Two weeks ago the Dutch lower house passed a mass surveillance bill. This new law means that they will use a dragnet to collect all of our data in case someone commits a crime or terrorist act.
The information collected through mass surveillance can also be passed unfiltered on to foreign governments without taking the consequences of such actions into account. I used to think that the Dutch where the cool guys of Europe, leading in the internet neutrality laws. Yet now they think that mass surveillance and data collection is the way to go. #dragnet
In 2016 we had 119 incidents where Dutch town halls lost public information to hackers or via stolen or lost laptops. Also in 2016, from the 1816 government websites less than 44% had secure connections and 108 of those website with https where configured wrong. Honestly, I don’t trust the government with my information. Not just because I find it unethical and totally out of character for the Dutch government, but because of the fact that they keep losing our information and are also not looking into the near future, where huge amounts of data will be connected to newer and different databases, producing profiles with unforeseen consequences.
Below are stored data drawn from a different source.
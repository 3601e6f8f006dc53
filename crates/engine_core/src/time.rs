//! Time management for the game loop.

use std::time::{Duration, Instant};

/// Measures the wall-clock time between frames.
#[derive(Debug)]
pub struct Time {
    /// Time of the last frame.
    last_frame: Instant,
    /// Duration of the last frame.
    delta: Duration,
}

impl Default for Time {
    fn default() -> Self {
        Self::new()
    }
}

impl Time {
    /// Create a new time manager.
    pub fn new() -> Self {
        let now = Instant::now();
        Self {
            last_frame: now,
            delta: Duration::ZERO,
        }
    }

    /// Update timing at the start of a new frame.
    pub fn update(&mut self) {
        let now = Instant::now();
        self.delta = now - self.last_frame;
        self.last_frame = now;
    }

    /// Get the delta time as a Duration.
    pub fn delta(&self) -> Duration {
        self.delta
    }
}

/// A countdown that only moves towards zero and never past it.
#[derive(Debug, Clone, Copy, PartialEq, Eq)]
pub struct Countdown {
    remaining: Duration,
}

impl Countdown {
    pub fn new(remaining: Duration) -> Self {
        Self { remaining }
    }

    pub fn remaining(&self) -> Duration {
        self.remaining
    }

    /// True while some time is left.
    pub fn is_running(&self) -> bool {
        !self.remaining.is_zero()
    }

    /// Subtract `elapsed`, clamping at zero.
    ///
    /// Returns true when a clock display should be refreshed: the whole-second
    /// value changed, or more than a second passed in one step.
    pub fn advance(&mut self, elapsed: Duration) -> bool {
        let before = self.remaining.as_secs();
        self.remaining = self.remaining.saturating_sub(elapsed);
        elapsed > Duration::from_secs(1) || self.remaining.as_secs() != before
    }

    /// Remaining time split into whole minutes and seconds.
    pub fn minutes_seconds(&self) -> (u64, u64) {
        let secs = self.remaining.as_secs();
        (secs / 60, secs % 60)
    }
}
This information can also at a later date be analysed for certain patterns. History shows that the idea of protecting people can, in the long term turn out to be more damaging. #security
For a moment, put yourself into the shoes of a teenager who gets a Facebook friend request from his or her mother or school teacher; yuck! How they would feel being watched or afraid in case their friends sees embarrassing posts from mom. Will we have that feeling of being watched over our shoulder or will we just get used to it and think nothing about it because countries like NL, FR, UK and US already have all of our information so it doesn’t matter because they're just looking for the bad guys. Or will we adapt and protect ourselves. #privacy
Most of us are law abiding citizens and you could say that we have nothing to hide. In general most of us don’t, and when asked, most people say “I have nothing to hide”. A lot of people don’t seem to have a clear idea what privacy is. I looked up the term privacy: “The right to privacy refers to the concept that one's personal information is protected from public scrutiny" or put a simpler way; the right to be left alone. Privacy is a fundamental right. So what I think people actually mean is: I don’t care as long as it doesn’t affect me, or they have nothing to hide until something goes wrong.
A big problem with privacy is that it can be compromised without us even knowing about it. If I am correct it takes the average company about 200 days to find out that they have been hacked or to find that information has been leaked.
What's going to happen now. Well short-term we might see self-censorship but looking forward I foresee the people will educate themselves on using VPN's, mail encryption, PGP (getting easier to use) and take steps to protect themselves against unethical mass surveillance of governments, data collection companies and ransomeware bandits.
No I have nothing to hide but it’s none of your business anyway.